**Work instruction:**
Give the lines of the material verbatim, from the first line to the line with "single step. Edge", including both.
----- Dataset records
//! Hash → state identity indexes.
//!
//! The search driver only talks to [`DedupIndex`]. The index owns identity
//! allocation: [`DedupIndex::claim`] either finds the identity already
//! recorded for a hash or hands out the next one, as a single step. Edge
//! identities come from the same index.
//!
//! [`MemoryDedup`] is the single-owner default. [`SharedDedup`] is a
//! cloneable handle over a concurrent map and shared counters: clones see the
//! same entries and draw from the same identity sequence, so searches running
//! against clones of one index never record two identities for one hash.
//! Each state is claimed by exactly one search, and only that search expands
//! it; the union of their results is the complete graph.
//!
//! Nothing is cleared implicitly. Call [`DedupIndex::clear`] to reuse an
//! index for an unrelated search.

use ahash::AHashMap;
use dashmap::mapref::entry::Entry;
use dashmap::DashMap;
use std::sync::atomic::{AtomicU64, AtomicUsize, Ordering};
use std::sync::Arc;

use crate::factbase::StateHash;
use crate::{EdgeId, StateId};

#[derive(Debug, thiserror::Error)]
pub enum DedupError {
    #[error("{what} identities exhausted after {issued}")]
    Exhausted { what: &'static str, issued: u64 },
    #[error("dedup backend error: {0}")]
    Backend(String),
}

/// Outcome of [`DedupIndex::claim`].
#[derive(Debug, Clone, Copy, PartialEq, Eq)]
pub enum Claim {
    /// The hash was unseen and now maps to this new identity.
    Fresh(StateId),
    /// The hash was already recorded, possibly by another search.
    Existing(StateId),
}

impl Claim {
    pub fn id(self) -> StateId {
        match self {
            Claim::Fresh(id) | Claim::Existing(id) => id,
        }
    }
}

pub trait DedupIndex {
    /// Look up `hash`, allocating the next state identity if it is unseen.
    fn claim(&mut self, hash: StateHash) -> Result<Claim, DedupError>;

    /// Next edge identity.
    fn next_edge(&mut self) -> Result<EdgeId, DedupError>;

    fn lookup(&self, hash: StateHash) -> Option<StateId>;

    /// Forget every entry and restart both identity sequences at 0.
    fn clear(&mut self);

    /// Finish a batch of claims.
    fn commit(&mut self) -> Result<(), DedupError>;

    fn len(&self) -> usize;

    fn is_empty(&self) -> bool {
        self.len() == 0
    }
}

fn checked_id(what: &'static str, issued: u64) -> Result<u32, DedupError> {
    u32::try_from(issued).map_err(|_| DedupError::Exhausted { what, issued })
}

// ============================================================================
// In-memory
// ============================================================================

#[derive(Debug, Default)]
pub struct MemoryDedup {
    map: AHashMap<StateHash, StateId>,
    next_state: u64,
    next_edge: u64,
}

impl MemoryDedup {
    pub fn new() -> Self {
        Self::default()
    }

    pub fn with_capacity(capacity: usize) -> Self {
        Self {
            map: AHashMap::with_capacity(capacity),
            ..Self::default()
        }
    }
}

impl DedupIndex for MemoryDedup {
    fn claim(&mut self, hash: StateHash) -> Result<Claim, DedupError> {
        match self.map.entry(hash) {
            std::collections::hash_map::Entry::Occupied(e) => Ok(Claim::Existing(*e.get())),
            std::collections::hash_map::Entry::Vacant(e) => {
                let id = StateId::new(checked_id("state", self.next_state)?);
                self.next_state += 1;
                e.insert(id);
                Ok(Claim::Fresh(id))
            }
        }
    }

    fn next_edge(&mut self) -> Result<EdgeId, DedupError> {
        let id = EdgeId::new(checked_id("edge", self.next_edge)?);
        self.next_edge += 1;
        Ok(id)
    }

    fn lookup(&self, hash: StateHash) -> Option<StateId> {
        self.map.get(&hash).copied()
    }

    fn clear(&mut self) {
        self.map.clear();
        self.next_state = 0;
        self.next_edge = 0;
    }

    fn commit(&mut self) -> Result<(), DedupError> {
        Ok(())
    }

    fn len(&self) -> usize {
        self.map.len()
    }
}

// ============================================================================
// Shared (concurrent)
// ============================================================================

#[derive(Debug, Clone, Default)]
pub struct SharedDedup {
    map: Arc<DashMap<StateHash, StateId, ahash::RandomState>>,
    next_state: Arc<AtomicU64>,
    next_edge: Arc<AtomicU64>,
    /// Claims since the last commit, across all clones.
    pending: Arc<AtomicUsize>,
}

impl SharedDedup {
    pub fn new() -> Self {
        Self::default()
    }

    /// Fresh claims not yet committed.
    pub fn pending(&self) -> usize {
        self.pending.load(Ordering::SeqCst)
    }
}

impl DedupIndex for SharedDedup {
    fn claim(&mut self, hash: StateHash) -> Result<Claim, DedupError> {
        // The entry guard holds the shard lock, so allocation and insert are
        // one step for this hash.
        match self.map.entry(hash) {
            Entry::Occupied(e) => Ok(Claim::Existing(*e.get())),
            Entry::Vacant(e) => {
                let issued = self.next_state.fetch_add(1, Ordering::SeqCst);
                let id = StateId::new(checked_id("state", issued)?);
                e.insert(id);
                self.pending.fetch_add(1, Ordering::SeqCst);
                Ok(Claim::Fresh(id))
            }
        }
    }

    fn next_edge(&mut self) -> Result<EdgeId, DedupError> {
        let issued = self.next_edge.fetch_add(1, Ordering::SeqCst);
        Ok(EdgeId::new(checked_id("edge", issued)?))
    }

    fn lookup(&self, hash: StateHash) -> Option<StateId> {
        self.map.get(&hash).map(|id| *id)
    }

    fn clear(&mut self) {
        self.map.clear();
        self.next_state.store(0, Ordering::SeqCst);
        self.next_edge.store(0, Ordering::SeqCst);
        self.pending.store(0, Ordering::SeqCst);
    }

    fn commit(&mut self) -> Result<(), DedupError> {
        let committed = self.pending.swap(0, Ordering::SeqCst);
        tracing::debug!(committed, total = self.map.len(), "committed shared dedup batch");
        Ok(())
    }

    fn len(&self) -> usize {
        self.map.len()
    }
}
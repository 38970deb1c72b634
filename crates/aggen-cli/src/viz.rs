//! Graphviz rendering of a stored attack graph.
//!
//! Vertices are labelled by state id and edges by exploit id (plus the
//! exploit name when the catalog is at hand).

use aggen_storage::GraphInfo;
use std::fmt::Write;

pub fn render_dot(info: &GraphInfo, exploit_names: &[String]) -> String {
    fn dot_escape(s: &str) -> String {
        s.replace('\\', "\\\\").replace('"', "\\\"")
    }

    let mut out = String::new();
    out.push_str("digraph attack_graph {\n");
    out.push_str("  node [shape=circle, fontname=\"Helvetica\"];\n");
    out.push_str("  edge [fontname=\"Helvetica\"];\n\n");

    for v in &info.vertices {
        let _ = writeln!(out, "  s{v} [label=\"{v}\"];");
    }
    if !info.edges.is_empty() {
        out.push('\n');
    }
    for e in &info.edges {
        let label = match exploit_names.get(e.exploit.raw() as usize) {
            Some(name) => format!("{}: {}", e.exploit, dot_escape(name)),
            None => e.exploit.to_string(),
        };
        let _ = writeln!(out, "  s{} -> s{} [label=\"{label}\"];", e.from, e.to);
    }

    out.push_str("}\n");
    out
}
//! Request extractors that reject with the API error envelope instead of axum's
//! plain-text rejections.

use axum::extract::{
    rejection::{JsonRejection, QueryRejection},
    FromRequest, FromRequestParts,
};

use super::error::ApiError;

/// JSON body extractor; malformed or mistyped bodies become a 400.
#[derive(Debug, FromRequest)]
#[from_request(via(axum::Json), rejection(ApiError))]
pub struct ApiJson<T>(pub T);

/// Query string extractor; malformed parameters become a 400.
#[derive(Debug, FromRequestParts)]
#[from_request(via(axum::extract::Query), rejection(ApiError))]
pub struct ApiQuery<T>(pub T);

impl From<JsonRejection> for ApiError {
    fn from(rejection: JsonRejection) -> Self {
        tracing::debug!(error = %rejection.body_text(), "Rejected request body");
        ApiError::bad_request("Invalid request body")
    }
}

impl From<QueryRejection> for ApiError {
    fn from(rejection: QueryRejection) -> Self {
        tracing::debug!(error = %rejection.body_text(), "Rejected query string");
        ApiError::bad_request("Invalid query parameters")
    }
}
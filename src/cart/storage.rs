use dashmap::DashMap;
use std::sync::Arc;

/// String key/value store the cart is mirrored into
pub trait CartStorage {
    fn get(&self, key: &str) -> Option<String>;
    fn set(&self, key: &str, value: String);
    fn remove(&self, key: &str);
}

/// In-process storage. Clones share the same map.
#[derive(Debug, Clone, Default)]
pub struct MemoryStorage {
    entries: Arc<DashMap<String, String>>,
}

impl MemoryStorage {
    pub fn new() -> Self {
        Self::default()
    }
}

impl CartStorage for MemoryStorage {
    fn get(&self, key: &str) -> Option<String> {
        self.entries.get(key).map(|value| value.clone())
    }

    fn set(&self, key: &str, value: String) {
        self.entries.insert(key.to_string(), value);
    }

    fn remove(&self, key: &str) {
        self.entries.remove(key);
    }
}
----------
**Answer to this task:**
//! Hash → state identity indexes.
//!
//! The search driver only talks to [`DedupIndex`]. The index owns identity
//! allocation: [`DedupIndex::claim`] either finds the identity already
//! recorded for a hash or hands out the next one, as a single step. Edge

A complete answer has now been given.